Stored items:
//! Editor dispatch and the Editing -> Browsing transitions.

use crate::config::ConfigError;
use crate::tui::input::InputEvent;
use crate::tui::state::{Collaborators, Editor, EditorOutcome, SessionState, SettingsApp};
use crate::{log_debug, log_error, log_info};

impl Editor {
    pub(crate) fn handle_event(&mut self, event: InputEvent, ports: &mut Collaborators) -> Result<EditorOutcome, ConfigError> {
        match self {
            Editor::Credentials(editor) => editor.handle_event(event, ports),
            Editor::Choice(editor) => editor.handle_event(event, ports),
            Editor::AddressList(editor) => editor.handle_event(event, ports),
            Editor::Purge(editor) => Ok(editor.handle_event(event, ports)),
            Editor::Unavailable(_) => match event {
                InputEvent::Enter | InputEvent::Left | InputEvent::Right => Ok(EditorOutcome::Cancel),
                _ => Ok(EditorOutcome::Continue),
            },
        }
    }
}

impl SettingsApp {
    pub(crate) fn handle_editor_event(&mut self, event: InputEvent) {
        let SessionState::Editing(editor) = &mut self.state else {
            return;
        };

        match editor.handle_event(event, &mut self.ports) {
            Ok(EditorOutcome::Continue) => {
                let tip = editor.tip();
                self.tips.update(tip);
            }
            Ok(EditorOutcome::Commit { notice }) => {
                log_info!("Editor committed: {}", notice);
                self.finish_editing();
                self.tips.notify(notice);
            }
            Ok(EditorOutcome::Cancel) => {
                log_debug!("Editor cancelled");
                self.finish_editing();
            }
            Ok(EditorOutcome::Chain(next)) => {
                log_debug!("Editor chained into a follow-up editor");
                self.tips.set(next.tip());
                self.state = SessionState::Editing(*next);
            }
            Ok(EditorOutcome::Exit(exit)) => self.begin_closing(exit),
            Err(err) => {
                log_error!("Failed to save setting: {}", err);
                self.finish_editing();
                self.tips.notify(format!("Failed to save: {}", err));
            }
        }
    }

    fn finish_editing(&mut self) {
        log_debug!("Editing -> Browsing");
        self.state = SessionState::Browsing;
        self.navigation.rest_on_selection();
        self.tips.reset();
    }
}
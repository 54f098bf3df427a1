use clap::{Arg, ArgMatches, Command};
use std::path::PathBuf;

#[derive(Debug, Clone, PartialEq, Eq)]
pub struct MainArgs {
    pub debug: bool,
    pub config_dir: Option<PathBuf>,
}

fn command() -> Command {
    Command::new("vpnset")
        .version(env!("CARGO_PKG_VERSION"))
        .about("Full-screen editor for the local VPN client settings.")
        .arg(
            Arg::new("debug")
                .short('d')
                .long("debug")
                .help("Write a debug log to <config_dir>/logs/vpnset.log")
                .action(clap::ArgAction::SetTrue),
        )
        .arg(
            Arg::new("config_dir")
                .long("config-dir")
                .value_name("DIR")
                .help("Configuration directory (default: $VPNSET_CONFIG_DIR or ~/.vpnset)")
                .value_parser(clap::value_parser!(PathBuf)),
        )
}

fn from_matches(matches: &ArgMatches) -> MainArgs {
    MainArgs {
        debug: matches.get_flag("debug"),
        config_dir: matches.get_one::<PathBuf>("config_dir").cloned(),
    }
}

/// Parses command-line arguments using clap.
pub fn main_args() -> MainArgs {
    from_matches(&command().get_matches())
}

/// Parse an explicit argument list; the first item is the program name.
pub fn parse_from<I, T>(args: I) -> Result<MainArgs, clap::Error>
where
    I: IntoIterator<Item = T>,
    T: Into<std::ffi::OsString> + Clone,
{
    command().try_get_matches_from(args).map(|matches| from_matches(&matches))
}

#[cfg(test)]
#[path = "test/args.rs"]
mod tests;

What is expected:
Print the data above exactly.

Written solution:
//! Editor dispatch and the Editing -> Browsing transitions.

use crate::config::ConfigError;
use crate::tui::input::InputEvent;
use crate::tui::state::{Collaborators, Editor, EditorOutcome, SessionState, SettingsApp};
use crate::{log_debug, log_error, log_info};

impl Editor {
    pub(crate) fn handle_event(&mut self, event: InputEvent, ports: &mut Collaborators) -> Result<EditorOutcome, ConfigError> {
        match self {
            Editor::Credentials(editor) => editor.handle_event(event, ports),
            Editor::Choice(editor) => editor.handle_event(event, ports),
            Editor::AddressList(editor) => editor.handle_event(event, ports),
            Editor::Purge(editor) => Ok(editor.handle_event(event, ports)),
            Editor::Unavailable(_) => match event {
                InputEvent::Enter | InputEvent::Left | InputEvent::Right => Ok(EditorOutcome::Cancel),
                _ => Ok(EditorOutcome::Continue),
            },
        }
    }
}

impl SettingsApp {
    pub(crate) fn handle_editor_event(&mut self, event: InputEvent) {
        let SessionState::Editing(editor) = &mut self.state else {
            return;
        };

        match editor.handle_event(event, &mut self.ports) {
            Ok(EditorOutcome::Continue) => {
                let tip = editor.tip();
                self.tips.update(tip);
            }
            Ok(EditorOutcome::Commit { notice }) => {
                log_info!("Editor committed: {}", notice);
                self.finish_editing();
                self.tips.notify(notice);
            }
            Ok(EditorOutcome::Cancel) => {
                log_debug!("Editor cancelled");
                self.finish_editing();
            }
            Ok(EditorOutcome::Chain(next)) => {
                log_debug!("Editor chained into a follow-up editor");
                self.tips.set(next.tip());
                self.state = SessionState::Editing(*next);
            }
            Ok(EditorOutcome::Exit(exit)) => self.begin_closing(exit),
            Err(err) => {
                log_error!("Failed to save setting: {}", err);
                self.finish_editing();
                self.tips.notify(format!("Failed to save: {}", err));
            }
        }
    }

    fn finish_editing(&mut self) {
        log_debug!("Editing -> Browsing");
        self.state = SessionState::Browsing;
        self.navigation.rest_on_selection();
        self.tips.reset();
    }
}
repository 54f098bf3df427a1
use clap::{Arg, ArgMatches, Command};
use std::path::PathBuf;

#[derive(Debug, Clone, PartialEq, Eq)]
pub struct MainArgs {
    pub debug: bool,
    pub config_dir: Option<PathBuf>,
}

fn command() -> Command {
    Command::new("vpnset")
        .version(env!("CARGO_PKG_VERSION"))
        .about("Full-screen editor for the local VPN client settings.")
        .arg(
            Arg::new("debug")
                .short('d')
                .long("debug")
                .help("Write a debug log to <config_dir>/logs/vpnset.log")
                .action(clap::ArgAction::SetTrue),
        )
        .arg(
            Arg::new("config_dir")
                .long("config-dir")
                .value_name("DIR")
                .help("Configuration directory (default: $VPNSET_CONFIG_DIR or ~/.vpnset)")
                .value_parser(clap::value_parser!(PathBuf)),
        )
}

fn from_matches(matches: &ArgMatches) -> MainArgs {
    MainArgs {
        debug: matches.get_flag("debug"),
        config_dir: matches.get_one::<PathBuf>("config_dir").cloned(),
    }
}

/// Parses command-line arguments using clap.
pub fn main_args() -> MainArgs {
    from_matches(&command().get_matches())
}

/// Parse an explicit argument list; the first item is the program name.
pub fn parse_from<I, T>(args: I) -> Result<MainArgs, clap::Error>
where
    I: IntoIterator<Item = T>,
    T: Into<std::ffi::OsString> + Clone,
{
    command().try_get_matches_from(args).map(|matches| from_matches(&matches))
}

#[cfg(test)]
#[path = "test/args.rs"]
mod tests;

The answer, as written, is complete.